The data:
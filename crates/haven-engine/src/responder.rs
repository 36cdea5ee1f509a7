//! The response-generation seam.
//!
//! Real response generation (templates, models, localization) lives outside
//! the core; the engine only depends on this trait. [`TemplateResponder`] is
//! the deterministic stand-in used by tests and local development.

use async_trait::async_trait;
use haven_types::{RiskAssessment, Session, SessionState};

use crate::error::EngineError;
use crate::flags::ResponseFlags;
use crate::registry::AgentRole;

/// A generated reply plus the flags it asserts.
#[derive(Debug, Clone)]
pub struct GeneratedResponse {
    pub content: String,
    pub flags: ResponseFlags,
}

impl GeneratedResponse {
    pub fn new(content: impl Into<String>) -> Self {
        Self {
            content: content.into(),
            flags: ResponseFlags::default(),
        }
    }

    pub fn with_flags(mut self, flags: ResponseFlags) -> Self {
        self.flags = flags;
        self
    }

    /// The fixed terminal reply for closed sessions.
    pub fn session_ended() -> Self {
        Self::new("This session has ended. If you need support, please start a new conversation.")
    }
}

/// Produces the conversational reply for one turn.
#[async_trait]
pub trait ResponseGenerator: Send + Sync {
    async fn generate(
        &self,
        session: &Session,
        message: &str,
        assessment: &RiskAssessment,
        role: AgentRole,
    ) -> Result<GeneratedResponse, EngineError>;
}

/// Deterministic keyword-driven responder for tests and development.
///
/// Consent and intent are read from literal phrases; nothing here attempts
/// language understanding.
#[derive(Debug, Default)]
pub struct TemplateResponder;

impl TemplateResponder {
    fn greeter(&self, session: &Session, message: &str) -> GeneratedResponse {
        let lowered = message.to_lowercase();
        match session.state {
            SessionState::Init => {
                let mut flags = ResponseFlags::default();
                if ["i consent", "yes", "okay", "sure"]
                    .iter()
                    .any(|phrase| lowered.contains(phrase))
                {
                    flags.consent_granted = true;
                } else if ["i do not consent", "no thanks", "decline"]
                    .iter()
                    .any(|phrase| lowered.contains(phrase))
                {
                    flags.consent_denied = true;
                }
                GeneratedResponse::new(
                    "Welcome. This is a supportive space, not a medical service. \
                     Is it okay if we talk for a bit?",
                )
                .with_flags(flags)
            }
            _ => {
                // Consented/Triage intake: one exchange completes triage.
                let flags = ResponseFlags {
                    triage_completed: true,
                    ..ResponseFlags::default()
                };
                GeneratedResponse::new(
                    "Thank you for sharing that. I'd like to understand what \
                     you're going through so I can support you better.",
                )
                .with_flags(flags)
            }
        }
    }

    fn empathy(&self, message: &str) -> GeneratedResponse {
        let lowered = message.to_lowercase();
        let mut flags = ResponseFlags::default();
        if lowered.contains("resource") || lowered.contains("hotline") {
            flags.resources_requested = true;
        }
        if lowered.contains("goodbye") || lowered.contains("end session") {
            flags.session_closed = true;
        }
        GeneratedResponse::new(
            "That sounds really hard. I'm here with you — can you tell me more \
             about how that's been for you?",
        )
        .with_flags(flags)
    }
}

#[async_trait]
impl ResponseGenerator for TemplateResponder {
    async fn generate(
        &self,
        session: &Session,
        message: &str,
        _assessment: &RiskAssessment,
        role: AgentRole,
    ) -> Result<GeneratedResponse, EngineError> {
        let response = match role {
            AgentRole::Greeter => self.greeter(session, message),
            AgentRole::Empathy => self.empathy(message),
            AgentRole::RiskAssessor => GeneratedResponse::new(
                "I want to check in on how safe you're feeling right now. \
                 Are you thinking about hurting yourself?",
            ),
            AgentRole::ResourceGuide => GeneratedResponse::new(
                "Here are some options that can help — would you like crisis \
                 lines, counseling services, or community support?",
            ),
            AgentRole::Escalation => GeneratedResponse::new(
                "I'm connecting you with a trained counselor right now. \
                 Please stay with me while the transfer goes through.",
            ),
        };
        Ok(response)
    }
}

#[cfg(test)]
mod tests {
    use super::*;
    use haven_types::SessionId;

    fn session_in(state: SessionState) -> Session {
        let mut s = Session::new(None, 50, 30);
        if state != SessionState::Init {
            s.state = state;
        }
        s
    }

    fn assessment() -> RiskAssessment {
        RiskAssessment::none(SessionId::generate())
    }

    #[tokio::test]
    async fn greeter_reads_consent() {
        let responder = TemplateResponder;
        let session = session_in(SessionState::Init);

        let yes = responder
            .generate(&session, "yes, I consent", &assessment(), AgentRole::Greeter)
            .await
            .unwrap();
        assert!(yes.flags.consent_granted);

        let no = responder
            .generate(&session, "no thanks", &assessment(), AgentRole::Greeter)
            .await
            .unwrap();
        assert!(no.flags.consent_denied);
    }

    #[tokio::test]
    async fn empathy_flags_resource_requests() {
        let responder = TemplateResponder;
        let session = session_in(SessionState::SupportLoop);
        let out = responder
            .generate(
                &session,
                "is there a hotline I could call?",
                &assessment(),
                AgentRole::Empathy,
            )
            .await
            .unwrap();
        assert!(out.flags.resources_requested);
    }

    #[tokio::test]
    async fn triage_exchange_completes_triage() {
        let responder = TemplateResponder;
        let session = session_in(SessionState::Triage);
        let out = responder
            .generate(
                &session,
                "mostly struggling with sleep and stress",
                &assessment(),
                AgentRole::Greeter,
            )
            .await
            .unwrap();
        assert!(out.flags.triage_completed);
    }
}
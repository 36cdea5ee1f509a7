//! # haven-redact
//!
//! PII detection and redaction for conversation text and structured data.
//!
//! Every pattern in the catalog maps to a fixed placeholder token
//! (`[PHONE]`, `[EMAIL]`, …). Redaction is irreversible in place: the span's
//! original value is replaced by its token and only a truncated blake3 hash
//! of the value is retained for audit correlation.
//!
//! Redaction is idempotent — placeholder tokens never match any source
//! pattern, so re-redacting already-redacted text changes nothing.

pub mod catalog;
mod redactor;

pub use catalog::{PatternCatalog, PiiKind};
pub use redactor::{RedactedSpan, Redaction, Redactor};
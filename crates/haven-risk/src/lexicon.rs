//! Locale-keyed keyword tables.
//!
//! A [`Lexicon`] is plain data: category keyword lists, modifier term lists,
//! and compound detector rules. Tables are loaded at startup (the built-in
//! `en` table ships with the crate, others can come from JSON) and the
//! matching algorithm in the classifier is locale-agnostic.

use std::collections::HashMap;

use haven_types::{RiskCategory, RiskSeverity};
use serde::{Deserialize, Serialize};
use thiserror::Error;

/// Errors raised while loading lexicon data.
#[derive(Debug, Error)]
pub enum LexiconError {
    #[error("no lexicon for locale '{0}' and no 'en' fallback")]
    UnknownLocale(String),

    #[error("lexicon parse error: {0}")]
    Parse(#[from] serde_json::Error),

    #[error("compound rule '{name}' has an invalid pattern: {source}")]
    InvalidPattern {
        name: String,
        source: regex::Error,
    },
}

/// A compound detector: a regex that co-locates two signal groups, emitting
/// an extra factor at fixed confidence when it fires.
#[derive(Debug, Clone, Serialize, Deserialize)]
pub struct CompoundRule {
    pub name: String,
    /// Case-insensitivity is applied by the classifier at compile time.
    pub pattern: String,
    pub category: RiskCategory,
    pub severity: RiskSeverity,
}

/// Keyword tables for one locale.
#[derive(Debug, Clone, Serialize, Deserialize)]
pub struct Lexicon {
    pub suicide: Vec<String>,
    pub self_harm: Vec<String>,
    pub harm_to_others: Vec<String>,
    pub crisis: Vec<String>,

    /// Immediacy terms: bump Medium→High or High→Critical.
    pub immediacy: Vec<String>,
    /// Plan terms: bump Low→Medium or Medium→High.
    pub plan: Vec<String>,
    /// Means-available terms: bump Medium→High or High→Critical.
    pub means: Vec<String>,

    /// Hedging terms lower confidence.
    pub hedging: Vec<String>,
    /// High-signal unambiguous keywords raise confidence.
    pub high_signal: Vec<String>,

    pub compound_rules: Vec<CompoundRule>,
}

impl Lexicon {
    /// The built-in English table.
    pub fn builtin_en() -> Self {
        fn owned(terms: &[&str]) -> Vec<String> {
            terms.iter().map(|t| t.to_string()).collect()
        }

        Self {
            suicide: owned(&[
                "kill myself",
                "end my life",
                "suicide",
                "want to die",
                "better off dead",
                "no reason to live",
                "plan to die",
                "final goodbye",
                "last message",
            ]),
            self_harm: owned(&[
                "cut myself",
                "self harm",
                "hurt myself",
                "bleeding",
                "scars",
                "burn myself",
                "hit myself",
                "punish myself",
            ]),
            harm_to_others: owned(&[
                "kill them",
                "hurt someone",
                "attack",
                "violent",
                "weapon",
                "revenge",
                "payback",
                "make them suffer",
            ]),
            crisis: owned(&[
                "emergency",
                "crisis",
                "help now",
                "immediate",
                "urgent",
                "can't take it",
                "breaking point",
                "last straw",
            ]),
            immediacy: owned(&["now", "tonight", "today", "immediately", "right now"]),
            plan: owned(&["plan", "going to", "will", "intend", "decided"]),
            means: owned(&["gun", "pills", "rope", "knife", "weapon"]),
            hedging: owned(&["joke", "just kidding", "not really", "metaphor"]),
            high_signal: owned(&["suicide", "kill myself", "end my life"]),
            compound_rules: vec![
                CompoundRule {
                    name: "suicide_plan".into(),
                    pattern: r"(plan|going to|will|intend).*(kill|die|suicide)".into(),
                    category: RiskCategory::Suicide,
                    severity: RiskSeverity::Medium,
                },
                CompoundRule {
                    name: "immediate_risk".into(),
                    pattern: r"(right now|tonight|today|immediately).*(kill|die|suicide|harm)"
                        .into(),
                    category: RiskCategory::Crisis,
                    severity: RiskSeverity::High,
                },
                CompoundRule {
                    name: "means_available".into(),
                    pattern: r"(gun|pills|rope|knife|weapon).*(have|got|access)".into(),
                    category: RiskCategory::Suicide,
                    severity: RiskSeverity::Medium,
                },
            ],
        }
    }

    /// Load a single lexicon from JSON.
    pub fn from_json(data: &str) -> Result<Self, LexiconError> {
        Ok(serde_json::from_str(data)?)
    }

    /// Keyword lists per category, in scan order.
    pub fn category_tables(&self) -> [(RiskCategory, &[String]); 4] {
        [
            (RiskCategory::Suicide, self.suicide.as_slice()),
            (RiskCategory::SelfHarm, self.self_harm.as_slice()),
            (RiskCategory::HarmToOthers, self.harm_to_others.as_slice()),
            (RiskCategory::Crisis, self.crisis.as_slice()),
        ]
    }

    /// Base severity for a category before modifiers.
    pub fn base_severity(category: RiskCategory) -> RiskSeverity {
        match category {
            RiskCategory::Suicide | RiskCategory::HarmToOthers => RiskSeverity::High,
            RiskCategory::SelfHarm | RiskCategory::Crisis => RiskSeverity::Medium,
            _ => RiskSeverity::Low,
        }
    }
}

impl Default for Lexicon {
    fn default() -> Self {
        Self::builtin_en()
    }
}

/// Lexicons keyed by locale tag.
#[derive(Debug, Clone, Default, Serialize, Deserialize)]
pub struct LexiconSet {
    lexicons: HashMap<String, Lexicon>,
}

impl LexiconSet {
    /// The built-in set: just `en`.
    pub fn builtin() -> Self {
        let mut lexicons = HashMap::new();
        lexicons.insert("en".to_string(), Lexicon::builtin_en());
        Self { lexicons }
    }

    /// Load a locale-keyed table map from JSON.
    pub fn from_json(data: &str) -> Result<Self, LexiconError> {
        let lexicons: HashMap<String, Lexicon> = serde_json::from_str(data)?;
        Ok(Self { lexicons })
    }

    pub fn insert(&mut self, locale: impl Into<String>, lexicon: Lexicon) {
        self.lexicons.insert(locale.into(), lexicon);
    }

    /// Resolve a locale, falling back to `en`.
    pub fn resolve(&self, locale: &str) -> Result<&Lexicon, LexiconError> {
        self.lexicons
            .get(locale)
            .or_else(|| self.lexicons.get("en"))
            .ok_or_else(|| LexiconError::UnknownLocale(locale.to_string()))
    }
}

#[cfg(test)]
mod tests {
    use super::*;

    #[test]
    fn builtin_set_resolves_en() {
        let set = LexiconSet::builtin();
        assert!(set.resolve("en").is_ok());
    }

    #[test]
    fn unknown_locale_falls_back_to_en() {
        let set = LexiconSet::builtin();
        let lex = set.resolve("fr").unwrap();
        assert!(lex.suicide.contains(&"suicide".to_string()));
    }

    #[test]
    fn empty_set_reports_unknown_locale() {
        let set = LexiconSet::default();
        assert!(matches!(
            set.resolve("en"),
            Err(LexiconError::UnknownLocale(_))
        ));
    }

    #[test]
    fn lexicon_round_trips_through_json() {
        let lex = Lexicon::builtin_en();
        let json = serde_json::to_string(&lex).unwrap();
        let back = Lexicon::from_json(&json).unwrap();
        assert_eq!(back.suicide, lex.suicide);
        assert_eq!(back.compound_rules.len(), lex.compound_rules.len());
    }

    #[test]
    fn base_severity_table() {
        assert_eq!(
            Lexicon::base_severity(RiskCategory::Suicide),
            RiskSeverity::High
        );
        assert_eq!(
            Lexicon::base_severity(RiskCategory::HarmToOthers),
            RiskSeverity::High
        );
        assert_eq!(
            Lexicon::base_severity(RiskCategory::SelfHarm),
            RiskSeverity::Medium
        );
        assert_eq!(
            Lexicon::base_severity(RiskCategory::Crisis),
            RiskSeverity::Medium
        );
        assert_eq!(
            Lexicon::base_severity(RiskCategory::Other),
            RiskSeverity::Low
        );
    }
}
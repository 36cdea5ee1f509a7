//! # haven-escalate
//!
//! The human-handoff workflow: pick a resource, start a warm transfer, and
//! track its status until the user is connected.
//!
//! Directory and transfer-client calls are treated as failing remote calls.
//! Every failure is caught at this boundary and degraded to the built-in
//! static resource set — escalation never propagates an infrastructure
//! error into the conversation flow.
//!
//! Transfer status is monotonic: once the coordinator has observed a status,
//! a remote report that ranks below it is discarded, and terminal states
//! stick.

mod coordinator;
mod directory;
mod error;
mod transfer;

pub use coordinator::{EscalationConfig, EscalationCoordinator};
pub use directory::{ResourceDirectory, StaticDirectory};
pub use error::EscalationError;
pub use transfer::{MockTransferClient, TransferContext, WarmTransferClient};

Exercise goal:
In the listing above, find the line with "use crate::flags::ResponseFlags;" and the line with "for one turn."; set down exactly those two lines and every line between them, nothing more.

Exercise solution:
use crate::flags::ResponseFlags;
use crate::registry::AgentRole;

/// A generated reply plus the flags it asserts.
#[derive(Debug, Clone)]
pub struct GeneratedResponse {
    pub content: String,
    pub flags: ResponseFlags,
}

impl GeneratedResponse {
    pub fn new(content: impl Into<String>) -> Self {
        Self {
            content: content.into(),
            flags: ResponseFlags::default(),
        }
    }

    pub fn with_flags(mut self, flags: ResponseFlags) -> Self {
        self.flags = flags;
        self
    }

    /// The fixed terminal reply for closed sessions.
    pub fn session_ended() -> Self {
        Self::new("This session has ended. If you need support, please start a new conversation.")
    }
}

/// Produces the conversational reply for one turn.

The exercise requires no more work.